Lesson 5 - Price Discrimination, Product Differentiation, and Elasticity

Price setting is a critical function in running a business. Given other factors remain constant, the law of demand states that quantity demanded will be determined by the price level.

Due to the fact that customers are sensitive to price, entrepreneurs can use price discrimination strategy to maximize sales by selling the same product to different groups of customers for different prices.

For example, hard cover books or special editions are usually sold at a higher price to book lovers and libraries for collection purpose. They are usually released before the paperback edition to give preferential treatment to the premium customers. In terms of the content, both versions are the same. Sometimes, special content may be added to the work to create a perception of product differentiation to increase the value of ownership. For example, some movie DVD may be packaged as a special director cut edition with film sequences not available in the standard version.

Product differentiation allows variation in the offering in terms of functionality and appearance to target different customer segment so that the differentiated products can be sold at different price levels. Air flights with first, business, and economy classes are good examples of how a product, in this case “air flight”, can be offered to address different customer segments at different price levels.
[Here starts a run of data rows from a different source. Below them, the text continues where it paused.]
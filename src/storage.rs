/// JSON persistence and batch processing of enriched location records.
///
/// Records move through three on-disk stages, each a JSON array of
/// `EnrichedRecord`: extracted locations (`date_str`, `lat`, `lon`), then
/// `environmental_data` attached by `enrich_locations`, then `health_metrics`
/// attached by `score_records`. Unknown keys survive every stage.

use std::fs;
use std::path::Path;
use std::thread;
use std::time::Duration;

use chrono::{DateTime, NaiveDate};
use rayon::prelude::*;

use crate::config::IngestConfig;
use crate::ingest::{environment, validate_coordinates};
use crate::logging::{self, Stage};
use crate::model::{EnrichedRecord, HealthmarkError, ScoredRecord};
use crate::scoring::{self, ScoringConfig};

// ---------------------------------------------------------------------------
// File I/O
// ---------------------------------------------------------------------------

/// Reads a JSON array of records.
pub fn load_records(path: &Path) -> Result<Vec<EnrichedRecord>, HealthmarkError> {
    let contents = fs::read_to_string(path).map_err(|source| HealthmarkError::Io {
        path: path.display().to_string(),
        source,
    })?;
    let records: Vec<EnrichedRecord> = serde_json::from_str(&contents)?;
    logging::debug(
        Stage::Storage,
        None,
        &format!("Loaded {} records from {}", records.len(), path.display()),
    );
    Ok(records)
}

/// Pretty-writes `records`, creating parent directories as needed.
pub fn save_records(path: &Path, records: &[EnrichedRecord]) -> Result<(), HealthmarkError> {
    write_json(path, records)?;
    logging::info(
        Stage::Storage,
        None,
        &format!("Saved {} records to {}", records.len(), path.display()),
    );
    Ok(())
}

/// Pretty-writes any serialisable value to `path`.
pub fn write_json<T: serde::Serialize + ?Sized>(path: &Path, value: &T) -> Result<(), HealthmarkError> {
    let io_err = |source| HealthmarkError::Io {
        path: path.display().to_string(),
        source,
    };
    if let Some(parent) = path.parent().filter(|p| !p.as_os_str().is_empty()) {
        fs::create_dir_all(parent).map_err(io_err)?;
    }
    let json = serde_json::to_string_pretty(value)?;
    fs::write(path, json).map_err(io_err)
}

// ---------------------------------------------------------------------------
// Dates
// ---------------------------------------------------------------------------

/// Parses a record date: `YYYY-MM-DD`, a full RFC 3339 timestamp, or any
/// string starting with `YYYY-MM-DD`.
pub fn parse_record_date(date_str: &str) -> Result<NaiveDate, HealthmarkError> {
    let s = date_str.trim();
    if let Ok(date) = NaiveDate::parse_from_str(s, "%Y-%m-%d") {
        return Ok(date);
    }
    if let Ok(ts) = DateTime::parse_from_rfc3339(s) {
        return Ok(ts.date_naive());
    }
    s.get(..10)
        .and_then(|prefix| NaiveDate::parse_from_str(prefix, "%Y-%m-%d").ok())
        .ok_or_else(|| HealthmarkError::InvalidDate(date_str.to_string()))
}

// ---------------------------------------------------------------------------
// Enrichment
// ---------------------------------------------------------------------------

/// Attaches `environmental_data` to up to `max_requests` records, pausing
/// `request_delay_ms` between lookups. Records without coordinates or a
/// parseable date are skipped with a warning; records past the request
/// budget are left untouched. Returns the number of records enriched.
pub fn enrich_locations(
    client: &reqwest::blocking::Client,
    records: &mut [EnrichedRecord],
    config: &IngestConfig,
) -> usize {
    let budget = records.len().min(config.max_requests);
    let delay = Duration::from_millis(config.request_delay_ms);
    let mut enriched = 0;

    logging::info(
        Stage::Ingest,
        None,
        &format!(
            "Enriching {} of {} locations (max_requests = {})",
            budget,
            records.len(),
            config.max_requests
        ),
    );

    for (i, record) in records.iter_mut().take(budget).enumerate() {
        let location = record.location_id();
        let target = match (record.lat, record.lon, record.date_str.as_deref()) {
            (Some(lat), Some(lon), Some(date_str)) => validate_coordinates(lat, lon)
                .and_then(|_| parse_record_date(date_str))
                .map(|day| (lat, lon, day)),
            _ => Err(HealthmarkError::NoDataAvailable(
                "missing lat, lon or date_str".to_string(),
            )),
        };

        let (lat, lon, day) = match target {
            Ok(t) => t,
            Err(e) => {
                logging::warn(Stage::Ingest, Some(&location), &format!("Skipping: {}", e));
                continue;
            }
        };

        logging::debug(
            Stage::Ingest,
            Some(&location),
            &format!("Fetching location {}/{}", i + 1, budget),
        );
        let sample = environment::fetch_environment(
            client,
            lat,
            lon,
            day,
            config.google_api_key.as_deref(),
        );
        logging::log_fetch_failures(&location, &sample.errors);
        record.environmental_data = Some(sample);
        enriched += 1;

        if i + 1 < budget && !delay.is_zero() {
            thread::sleep(delay);
        }
    }

    logging::log_batch_summary(Stage::Ingest, budget, enriched, budget - enriched);
    enriched
}

// ---------------------------------------------------------------------------
// Scoring
// ---------------------------------------------------------------------------

/// Attaches `health_metrics` to every record that has `environmental_data`,
/// in parallel. Records without it pass through unchanged. Order is kept.
pub fn score_records(records: Vec<EnrichedRecord>, config: &ScoringConfig) -> Vec<EnrichedRecord> {
    let total = records.len();
    let scored: Vec<EnrichedRecord> = records
        .into_par_iter()
        .map(|mut record| {
            if let Some(sample) = &record.environmental_data {
                record.health_metrics = Some(scoring::score_with(sample, config));
            }
            record
        })
        .collect();

    let successful = scored.iter().filter(|r| r.health_metrics.is_some()).count();
    logging::log_batch_summary(Stage::Scoring, total, successful, total - successful);
    scored
}

/// Binds scored records to their parsed date and coordinates for period
/// aggregation. Records lacking metrics, coordinates or a valid date are
/// skipped with a warning.
pub fn scored_records(records: &[EnrichedRecord]) -> Vec<ScoredRecord> {
    records
        .iter()
        .filter_map(|record| {
            let metrics = record.health_metrics.as_ref()?;
            let bound = match (record.lat, record.lon, record.date_str.as_deref()) {
                (Some(lat), Some(lon), Some(date_str)) => {
                    parse_record_date(date_str).map(|date| ScoredRecord {
                        date,
                        lat,
                        lon,
                        metrics: metrics.clone(),
                    })
                }
                _ => Err(HealthmarkError::NoDataAvailable(
                    "missing lat, lon or date_str".to_string(),
                )),
            };
            match bound {
                Ok(scored) => Some(scored),
                Err(e) => {
                    logging::warn(
                        Stage::Aggregation,
                        Some(&record.location_id()),
                        &format!("Excluded from summary: {}", e),
                    );
                    None
                }
            }
        })
        .collect()
}
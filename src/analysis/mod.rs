/// Data organization utilities for scored health records.
///
/// Trend analysis and visualisation are handled by the dashboard that reads
/// the summarised output.
///
/// Submodules:
/// - `periods`: rolls scored records up by day, ISO week or month.

pub mod periods;

pub use periods::aggregate;
/// Result of a reload that was applied (or failed) on the owning side
#[derive(Debug, Clone, PartialEq, Eq)]
pub enum ReloadOutcome {
    Applied { reused: usize },
    Failed(String),
}

/// State captured for one save
struct PersistJob {
    snapshot: SavedSnapshot,
    items: Vec<Item>,
    format: SourceFormat,
}

/// Everything the save worker needs besides the job itself
struct PersistTarget {
    store: ProgressStore,
    key: String,
    path: PathBuf,
    write_markdown: bool,
    /// Text last read from or written to the file
    on_disk: Arc<Mutex<String>>,
}

type LoadResult = (u64, Result<LoadedSource, DocumentError>);

/// Sole owner of one open checklist.
///
/// Every mutation goes through the session, which schedules a debounced save
/// afterwards. Reloads run on a background thread and are applied by
/// [`poll_reload`](Session::poll_reload); only the most recently requested
/// reload is ever applied.
pub struct Session {
    doc: Document,
    path: PathBuf,
    key: String,
    store: ProgressStore,
    matching: MatchingConfig,
    persister: Debouncer<PersistJob>,
    persist_rx: mpsc::Receiver<PersistStatus>,
    on_disk: Arc<Mutex<String>>,
    load_token: u64,
    reload_tx: mpsc::Sender<LoadResult>,
    reload_rx: mpsc::Receiver<LoadResult>,
    reload_error: Option<String>,
}

impl Session {
    /// Load `path` synchronously and start its save worker.
    pub fn open(path: &Path, store: ProgressStore, config: &AppConfig) -> Result<Self, DocumentError> {
        let loaded = load_source(path, &store, &config.matching)?;
        let path = loaded.path.clone();
        let key = path_identity(&path);
        let on_disk = Arc::new(Mutex::new(loaded.source.clone()));
        let doc = document_from(loaded);

        let (status_tx, persist_rx) = mpsc::channel();
        let target = PersistTarget {
            store: store.clone(),
            key: key.clone(),
            path: path.clone(),
            write_markdown: config.autosave.write_markdown,
            on_disk: Arc::clone(&on_disk),
        };
        let persister = Debouncer::new(
            Duration::from_millis(config.autosave.debounce_ms),
            move |job: PersistJob| {
                let status = persist(&target, job);
                let _ = status_tx.send(status);
            },
        );
        let (reload_tx, reload_rx) = mpsc::channel();

        Ok(Session {
            doc,
            path,
            key,
            store,
            matching: config.matching.clone(),
            persister,
            persist_rx,
            on_disk,
            load_token: 0,
            reload_tx,
            reload_rx,
            reload_error: None,
        })
    }

    pub fn document(&self) -> &Document {
        &self.doc
    }

    /// Absolute path of the checklist file
    pub fn path(&self) -> &Path {
        &self.path
    }

    /// Progress-store key (hash of the absolute path)
    pub fn key(&self) -> &str {
        &self.key
    }

    pub fn store(&self) -> &ProgressStore {
        &self.store
    }

    /// Message of the most recent failed reload, cleared by the next success
    pub fn reload_error(&self) -> Option<&str> {
        self.reload_error.as_deref()
    }

    // -----------------------------------------------------------------------
    // Mutations
    // -----------------------------------------------------------------------

    pub fn set_checked(&mut self, id: &str, value: bool) -> bool {
        let changed = self.doc.set_checked(id, value);
        if changed {
            self.schedule_persist();
        }
        changed
    }

    /// Undo history lives in memory only; it does not survive the session.
    pub fn undo(&mut self) -> bool {
        let changed = self.doc.undo();
        if changed {
            self.schedule_persist();
        }
        changed
    }

    pub fn redo(&mut self) -> bool {
        let changed = self.doc.redo();
        if changed {
            self.schedule_persist();
        }
        changed
    }

    pub fn toggle_header(&mut self, id: &str) -> bool {
        let changed = self.doc.toggle_header(id);
        if changed {
            self.schedule_persist();
        }
        changed
    }

    pub fn mark_external_change(&mut self) {
        self.doc.has_external_changes = true;
    }

    fn schedule_persist(&self) {
        self.persister.schedule(PersistJob {
            snapshot: SavedSnapshot::capture(&self.doc),
            items: self.doc.items().to_vec(),
            format: self.doc.format,
        });
    }

    // -----------------------------------------------------------------------
    // Saving
    // -----------------------------------------------------------------------

    /// Write any pending change now. Returns the status of the last save
    /// that completed, if any did since the last poll.
    pub fn flush(&self) -> Option<PersistStatus> {
        self.persister.flush();
        self.poll_persist().pop()
    }

    /// Statuses of saves completed since the last poll, oldest first.
    pub fn poll_persist(&self) -> Vec<PersistStatus> {
        self.persist_rx.try_iter().collect()
    }

    // -----------------------------------------------------------------------
    // Reloading
    // -----------------------------------------------------------------------

    /// Whether the file's content differs from what the session last read or
    /// wrote. An unreadable file counts as changed.
    pub fn file_changed_on_disk(&self) -> bool {
        match fs::read(&self.path) {
            Ok(bytes) => {
                let on_disk = self.on_disk.lock().unwrap_or_else(PoisonError::into_inner);
                bytes != on_disk.as_bytes()
            }
            Err(_) => true,
        }
    }

    /// Start a background reload and return its token. Pending saves are
    /// written first so the reload reconciles against current progress.
    pub fn request_reload(&mut self) -> u64 {
        self.persister.flush();
        self.load_token += 1;
        let token = self.load_token;
        let tx = self.reload_tx.clone();
        let path = self.path.clone();
        let store = self.store.clone();
        let matching = self.matching.clone();
        debug!(token, path = %path.display(), "reload requested");
        thread::spawn(move || {
            let result = load_source(&path, &store, &matching);
            let _ = tx.send((token, result));
        });
        token
    }

    /// Apply the latest finished reload, discarding stale ones.
    pub fn poll_reload(&mut self) -> Option<ReloadOutcome> {
        let mut outcome = None;
        while let Ok((token, result)) = self.reload_rx.try_recv() {
            if let Some(applied) = self.apply_reload(token, result) {
                outcome = Some(applied);
            }
        }
        outcome
    }

    /// Block until the latest requested reload finishes (or `timeout` passes).
    pub fn wait_reload(&mut self, timeout: Duration) -> Option<ReloadOutcome> {
        let deadline = Instant::now() + timeout;
        loop {
            let remaining = deadline.saturating_duration_since(Instant::now());
            let (token, result) = self.reload_rx.recv_timeout(remaining).ok()?;
            if let Some(outcome) = self.apply_reload(token, result) {
                return Some(outcome);
            }
        }
    }

    fn apply_reload(
        &mut self,
        token: u64,
        result: Result<LoadedSource, DocumentError>,
    ) -> Option<ReloadOutcome> {
        if token != self.load_token {
            debug!(token, latest = self.load_token, "discarding stale reload");
            return None;
        }
        match result {
            Ok(loaded) => {
                // Saves queued against the old text must land before it is replaced
                self.persister.flush();
                let reused = loaded.reconciled.reused;
                *self.on_disk.lock().unwrap_or_else(PoisonError::into_inner) =
                    loaded.source.clone();
                self.doc
                    .replace_content(loaded.reconciled, loaded.source, loaded.format);
                self.reload_error = None;
                info!(path = %self.path.display(), reused, "reloaded checklist");
                Some(ReloadOutcome::Applied { reused })
            }
            Err(e) => {
                warn!("reload failed: {}", e);
                let message = e.to_string();
                self.reload_error = Some(message.clone());
                Some(ReloadOutcome::Failed(message))
            }
        }
    }
}
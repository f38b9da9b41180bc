use clap::Parser;
use tally::cli::commands::Cli;
use tally::cli::handlers;
use tracing::Level;

fn main() {
    let cli = Cli::parse();
    init_logging(cli.verbose);

    if let Err(e) = handlers::dispatch(cli) {
        eprintln!("error: {}", e);
        std::process::exit(1);
    }
}

/// Log to stderr: warnings by default, more with each `-v`
fn init_logging(verbose: u8) {
    let level = match verbose {
        0 => Level::WARN,
        1 => Level::INFO,
        2 => Level::DEBUG,
        _ => Level::TRACE,
    };
    tracing_subscriber::fmt()
        .with_max_level(level)
        .with_writer(std::io::stderr)
        .with_target(false)
        .init();
}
Entrepreneurs should experiment with various price discrimination and product differentiation strategies to maximize revenue. The concept of elasticity furthers allows the entrepreneurs to develop pricing strategy in response to changes in income and price.

Income elasticity can be either positive or negative, depending on the nature of the good being sold. The good can be normal, luxury, or inferior. There is a positive change to income elasticity, causing an outward shift of the demand curve, when the goods sold are either normal or luxurious. For luxury good, the demand rises more than proportionate to the change in income. For inferior good, there is a negative change to demand, causing a shift of the demand curve inward, as less will be consumed at each price point. For instance, if the increase in income of your customers does not affect the quantity sold of your product, which means your product is a normal good to your customers. On the other hand, if you experience a more than proportionate increase. You may have found a potential high-end customer segment that worths your attention. Find out more about the segment and discover what additional products can be sold to them.

Price elasticity measures the change in quantity sold as a result to price change when all other factors held constant. Knowing the factors affecting the price elasticity of demand will allow an entrepreneur to see the value of the offering among substitutes, priorities of the buyer’s budget, degree of necessity and urgency, and finally different price points. For instance, if a change of price does not cause any change in quantity sold. This is a sign that there is room for price increase. However, the entrepreneur should spend the time to find out what may have caused that. Is it because the product is so unique that there is no direct substitute? Or the previous price was set way below market?

The key factors affecting elasticity of supply include resources availability, mobility of resources, storage of finished goods, capacity, and complexity and duration of the production cycle. The more versatile and agile the entrepreneur is, the more adaptive and competitive one would be. Any disruption to the production function can be restored with ease by the entrepreneur means that the system is already in place. Good job!

Major points to recap

a. The law of demand states that quantity demanded will be determined by the price level
b. Due to the fact that customers are sensitive to price, companies can use price discrimination strategy to maximize sales by selling the same product to different groups of customers for different prices.
c. Product differentiation allows variation in the offering in terms of functionality and appearance to target different customer segment so that the differentiated products can be sold at different price levels.
d. Entrepreneurs should experiment with various price discrimination and product differentiation strategies to maximize revenue.
e. Price elasticity measures the change in quantity sold as a result to price change when all other factors held constant. Knowing the factors affecting the price elasticity of demand will allow an entrepreneur to see the value of the offering among substitutes, priorities of the buyer’s budget, degree of necessity and urgency, and finally different price points.
f. The key factors affecting elasticity of supply include resources availability, mobility of resources, storage of finished goods, capacity, and complexity and duration of the production cycle.

Questions:
a. “Freemium” is a strategy used by many app developers to encourage mass adoption of their products. For example, some software are free but the software vendor requires the users to watch an ad before using the software. To remove the ad, the users have to pay a fee. Functionally speaking, it is the same software but there is a difference in price (free vs. fee) because the two groups have different preferences toward the ad. What economic principle has been used here?